A final set of noteworthy limitations involves the measures. The predictors excluded information about military experiences that might have led to the depression, and the outcomes were based on self-reports rather than clinical interviews.

Strengths

The study also had several strengths, including an observational sample with greater external validity than clinical trial samples, a rich baseline predictor set that included a wide range of variables found in previous research to be prognostic predictors of depression treatment response, and use of a rigorous ML method to develop the model.

Conclusions

Within the context of these limitations, we found that a model to predict ADM treatment response could be developed based largely on a battery of self-report questions along with some administrative variables from EHRs and geospatial databases. The model had modest overall prediction strength but nonetheless provided enough discrimination across three broad groups of patients to have potential value in informing depressed patients pre-emptively about their likelihood of responding to ADM as part of a patient-centered shared decision-making process. The model had good calibration and fairness with respect to key indicators of health disparities. Our findings would need to be replicated in a sample where the baseline assessment occurred before the beginning of treatment, the model streamlined, and parallel models built for predicted response to other types of treatment before results could be useful. In addition, parallel models combined across different treatments would be needed to determine best treatment options for particular patients (Kessler & Luedtke, Reference Kessler and Luedtke2021).

Supplementary material

The supplementary material for this article can be found at https://doi.org/10.1017/S0033291722001982

Financial support

This research was supported by the Office of Mental Health Services and Suicide Prevention and Center of Excellence for Suicide Prevention (Bossarte), the National Institute of Mental Health of the National Institutes of Health (R01MH121478, Kessler), the United States Department of Veterans Affairs Health Services Research & Development Service Career Development Award (IK2 HX002867, Leung), the PCORI Project Program Award (ME-2019C1-16172, Zubizarreta), and the Advanced Fellowship from the VISN 4 Mental Illness Research, Education, & Clinical Center (MIRECC, Cui, Oslin).
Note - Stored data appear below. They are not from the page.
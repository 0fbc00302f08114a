//! The `lexgen` subcommand: compile a lexer specification into the
//! serialized ε-NFA table the `lex` subcommand executes.

use std::fs::File;
use std::io::BufWriter;
use std::path::PathBuf;

use anyhow::Context;
use tracing::info;

use crate::commands::common::read_input;

/// Arguments for the lexgen command, already merged with config defaults.
pub struct LexgenArgs {
    /// Specification file; stdin when absent.
    pub input: Option<PathBuf>,
    /// Where to write the serialized table.
    pub output: PathBuf,
    /// Report the output path on success.
    pub echo_table_path: bool,
}

/// Compiles the specification and writes the table.
pub fn run_lexgen(args: LexgenArgs) -> anyhow::Result<()> {
    let spec = read_input(args.input.as_deref())?;
    let table = frisc_drv::generate_table(&spec)?;

    let file = File::create(&args.output)
        .with_context(|| format!("creating {}", args.output.display()))?;
    let mut writer = BufWriter::new(file);
    table
        .write_to(&mut writer)
        .with_context(|| format!("writing {}", args.output.display()))?;

    info!(states = table.states.len(), "lexer table generated");
    if args.echo_table_path {
        eprintln!("wrote {}", args.output.display());
    }
    Ok(())
}
//! Builders for the indented parse-tree dumps the compiler-side tests
//! feed to L3/L4. Keeping indentation as explicit column counts (instead
//! of hand-aligned string literals) is what makes these trees reviewable.
#![allow(dead_code)] // each test binary uses its own subset of builders

/// An indented dump under construction.
pub struct Dump {
    lines: Vec<(usize, String)>,
}

impl Dump {
    pub fn new(root: &str) -> Self {
        Dump { lines: vec![(0, root.to_string())] }
    }

    pub fn push(&mut self, indent: usize, text: impl Into<String>) {
        self.lines.push((indent, text.into()));
    }

    pub fn finish(&self) -> String {
        let mut out = String::new();
        for (indent, text) in &self.lines {
            out.push_str(&" ".repeat(*indent));
            out.push_str(text);
            out.push('\n');
        }
        out
    }
}

/// The single-child production chain from `<izraz>` down to
/// `<primarni_izraz>`, in grammar order.
pub const EXPR_LAYERS: &[&str] = &[
    "<izraz>",
    "<izraz_pridruzivanja>",
    "<log_ili_izraz>",
    "<log_i_izraz>",
    "<bin_ili_izraz>",
    "<bin_xili_izraz>",
    "<bin_i_izraz>",
    "<jednakosni_izraz>",
    "<odnosni_izraz>",
    "<aditivni_izraz>",
    "<multiplikativni_izraz>",
    "<cast_izraz>",
    "<unarni_izraz>",
    "<postfiks_izraz>",
    "<primarni_izraz>",
];

/// Pushes layers `[from..to)` of the expression chain starting at
/// `indent`, each one level deeper, and returns the indent the next node
/// (a leaf or a wider production) belongs at.
pub fn push_chain(d: &mut Dump, mut indent: usize, from: usize, to: usize) -> usize {
    for layer in &EXPR_LAYERS[from..to] {
        d.push(indent, *layer);
        indent += 2;
    }
    indent
}

/// Pushes the full `<izraz>`-to-leaf chain for a single terminal.
pub fn push_expr_leaf(d: &mut Dump, indent: usize, from: usize, leaf: &str) {
    let leaf_indent = push_chain(d, indent, from, EXPR_LAYERS.len());
    d.push(leaf_indent, leaf);
}

/// Opens `int main(void)` and returns the indent of its body's
/// `<slozena_naredba>` children.
fn open_int_main(d: &mut Dump) -> usize {
    d.push(2, "<vanjska_deklaracija>");
    d.push(4, "<definicija_funkcije>");
    d.push(6, "<ime_tipa>");
    d.push(8, "<specifikator_tipa>");
    d.push(10, "KR_INT 1 int");
    d.push(6, "IDN 1 main");
    d.push(6, "L_ZAGRADA 1 (");
    d.push(6, "KR_VOID 1 void");
    d.push(6, "D_ZAGRADA 1 )");
    d.push(6, "<slozena_naredba>");
    d.push(8, "L_VIT_ZAGRADA 1 {");
    8
}

/// `int main(void) { return 0; }`
pub fn trivial_main() -> String {
    let mut d = Dump::new("<prijevodna_jedinica>");
    let body = open_int_main(&mut d);
    d.push(body, "<lista_naredbi>");
    push_return_zero(&mut d, body + 2, 2);
    d.push(body, "D_VIT_ZAGRADA 3 }");
    d.finish()
}

fn push_return_zero(d: &mut Dump, indent: usize, line: u32) {
    d.push(indent, "<naredba>");
    d.push(indent + 2, "<naredba_skoka>");
    d.push(indent + 4, format!("KR_RETURN {line} return"));
    push_expr_leaf(d, indent + 4, 0, &format!("BROJ {line} 0"));
    d.push(indent + 4, format!("TOCKAZAREZ {line} ;"));
}

/// `int f(void) { }` and no `main` anywhere.
pub fn missing_main() -> String {
    let mut d = Dump::new("<prijevodna_jedinica>");
    d.push(2, "<vanjska_deklaracija>");
    d.push(4, "<definicija_funkcije>");
    d.push(6, "<ime_tipa>");
    d.push(8, "<specifikator_tipa>");
    d.push(10, "KR_INT 1 int");
    d.push(6, "IDN 1 f");
    d.push(6, "L_ZAGRADA 1 (");
    d.push(6, "KR_VOID 1 void");
    d.push(6, "D_ZAGRADA 1 )");
    d.push(6, "<slozena_naredba>");
    d.push(8, "L_VIT_ZAGRADA 1 {");
    d.push(8, "D_VIT_ZAGRADA 1 }");
    d.finish()
}

/// `int main(void) { const int y = 0; y = 1; }`: the reassignment of a
/// `const` is the first (and only) rule violation.
pub fn const_reassignment() -> String {
    let mut d = Dump::new("<prijevodna_jedinica>");
    let body = open_int_main(&mut d);

    d.push(body, "<lista_deklaracija>");
    d.push(body + 2, "<deklaracija>");
    d.push(body + 4, "<ime_tipa>");
    d.push(body + 6, "KR_CONST 2 const");
    d.push(body + 6, "<specifikator_tipa>");
    d.push(body + 8, "KR_INT 2 int");
    d.push(body + 4, "<lista_init_deklaratora>");
    d.push(body + 6, "<init_deklarator>");
    d.push(body + 8, "<izravni_deklarator>");
    d.push(body + 10, "IDN 2 y");
    d.push(body + 8, "OP_PRIDRUZI 2 =");
    d.push(body + 8, "<inicijalizator>");
    push_expr_leaf(&mut d, body + 10, 1, "BROJ 2 0");
    d.push(body + 4, "TOCKAZAREZ 2 ;");

    d.push(body, "<lista_naredbi>");
    d.push(body + 2, "<naredba>");
    d.push(body + 4, "<izraz_naredba>");
    d.push(body + 6, "<izraz>");
    d.push(body + 8, "<izraz_pridruzivanja>");
    d.push(body + 10, "<postfiks_izraz>");
    d.push(body + 12, "<primarni_izraz>");
    d.push(body + 14, "IDN 3 y");
    d.push(body + 10, "OP_PRIDRUZI 3 =");
    let rhs = push_chain(&mut d, body + 10, 1, EXPR_LAYERS.len());
    d.push(rhs, "BROJ 3 1");
    d.push(body + 6, "TOCKAZAREZ 3 ;");

    d.push(body, "D_VIT_ZAGRADA 4 }");
    d.finish()
}

/// `int main(void) { int g(void); return 0; }`: `g` is declared but never
/// defined at global scope.
pub fn undefined_function_decl() -> String {
    let mut d = Dump::new("<prijevodna_jedinica>");
    let body = open_int_main(&mut d);

    d.push(body, "<lista_deklaracija>");
    d.push(body + 2, "<deklaracija>");
    d.push(body + 4, "<ime_tipa>");
    d.push(body + 6, "<specifikator_tipa>");
    d.push(body + 8, "KR_INT 2 int");
    d.push(body + 4, "<lista_init_deklaratora>");
    d.push(body + 6, "<init_deklarator>");
    d.push(body + 8, "<izravni_deklarator>");
    d.push(body + 10, "IDN 2 g");
    d.push(body + 10, "L_ZAGRADA 2 (");
    d.push(body + 10, "KR_VOID 2 void");
    d.push(body + 10, "D_ZAGRADA 2 )");
    d.push(body + 4, "TOCKAZAREZ 2 ;");

    d.push(body, "<lista_naredbi>");
    push_return_zero(&mut d, body + 2, 3);
    d.push(body, "D_VIT_ZAGRADA 4 }");
    d.finish()
}

/// `int main(void) { int x = 65536; return 0; }`
pub fn big_literal_main() -> String {
    let mut d = Dump::new("<prijevodna_jedinica>");
    let body = open_int_main(&mut d);

    d.push(body, "<lista_deklaracija>");
    d.push(body + 2, "<deklaracija>");
    d.push(body + 4, "<ime_tipa>");
    d.push(body + 6, "<specifikator_tipa>");
    d.push(body + 8, "KR_INT 2 int");
    d.push(body + 4, "<lista_init_deklaratora>");
    d.push(body + 6, "<init_deklarator>");
    d.push(body + 8, "<izravni_deklarator>");
    d.push(body + 10, "IDN 2 x");
    d.push(body + 8, "OP_PRIDRUZI 2 =");
    d.push(body + 8, "<inicijalizator>");
    push_expr_leaf(&mut d, body + 10, 1, "BROJ 2 65536");
    d.push(body + 4, "TOCKAZAREZ 2 ;");

    d.push(body, "<lista_naredbi>");
    push_return_zero(&mut d, body + 2, 3);
    d.push(body, "D_VIT_ZAGRADA 4 }");
    d.finish()
}

/// `int main(void) { int x; x = 1 + 2; return 0; }`
pub fn arith_main() -> String {
    let mut d = Dump::new("<prijevodna_jedinica>");
    let body = open_int_main(&mut d);

    d.push(body, "<lista_deklaracija>");
    d.push(body + 2, "<deklaracija>");
    d.push(body + 4, "<ime_tipa>");
    d.push(body + 6, "<specifikator_tipa>");
    d.push(body + 8, "KR_INT 2 int");
    d.push(body + 4, "<lista_init_deklaratora>");
    d.push(body + 6, "<init_deklarator>");
    d.push(body + 8, "<izravni_deklarator>");
    d.push(body + 10, "IDN 2 x");
    d.push(body + 4, "TOCKAZAREZ 2 ;");

    d.push(body, "<lista_naredbi>");
    d.push(body + 2, "<naredba>");
    d.push(body + 4, "<izraz_naredba>");
    d.push(body + 6, "<izraz>");
    d.push(body + 8, "<izraz_pridruzivanja>");
    d.push(body + 10, "<postfiks_izraz>");
    d.push(body + 12, "<primarni_izraz>");
    d.push(body + 14, "IDN 3 x");
    d.push(body + 10, "OP_PRIDRUZI 3 =");
    // `1 + 2` hangs off a 3-child `<aditivni_izraz>` inside the chain.
    let additive = push_chain(&mut d, body + 10, 1, 10);
    let left = push_chain(&mut d, additive, 9, EXPR_LAYERS.len());
    d.push(left, "BROJ 3 1");
    d.push(additive, "PLUS 3 +");
    let right = push_chain(&mut d, additive, 10, EXPR_LAYERS.len());
    d.push(right, "BROJ 3 2");
    d.push(body + 6, "TOCKAZAREZ 3 ;");

    push_return_zero(&mut d, body + 2, 4);
    d.push(body, "D_VIT_ZAGRADA 5 }");
    d.finish()
}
The content is solely the responsibility of the authors and does not necessarily represent the official views of the National Institutes of Health, the US Department of Veterans Affairs, or the United States Government.

Conflict of interest

In the past 3 years, Dr Kessler was a consultant for Datastat, Inc., Holmusk, RallyPoint Networks, Inc., and Sage Therapeutics. He has stock options in Mirah, PYM, and Roga Sciences. Dr Pigeon consulted for CurAegis Technologies and received clinical trial support from Pfizer, Inc. and Abbvie, Inc. Dr Zubizarreta consulted for Johnson & Johnson Real World Data Analytics. Dr Cipriani is supported by the National Institute for Health Research (NIHR) Oxford Cognitive Health Clinical Research Facility, by an NIHR Research Professorship (grant RP-2017-08-ST2-006), by the NIHR Oxford and Thames Valley Applied Research Collaboration and by the NIHR Oxford Health Biomedical Research Centre (grant BRC-1215-20005); he has also received research, educational, and consultancy fees from INCiPiT (Italian Network for Paediatric Trials), CARIPLO Foundation and Angelini Pharma. The views expressed are those of the authors and not necessarily those of the UK National Health Service, the NIHR, or the UK Department of Health. The remaining authors report no conflict of interest.

Ethical standards

All procedures contributing to this work comply with the ethical standards of the relevant national and institutional committees on human experimentation and with the Helsinki Declaration of 1975, as revised in 2008.

Footnotes

The notes appear after the main text.

1 See online Supplementary Table S8 for descriptions of the predictor labels.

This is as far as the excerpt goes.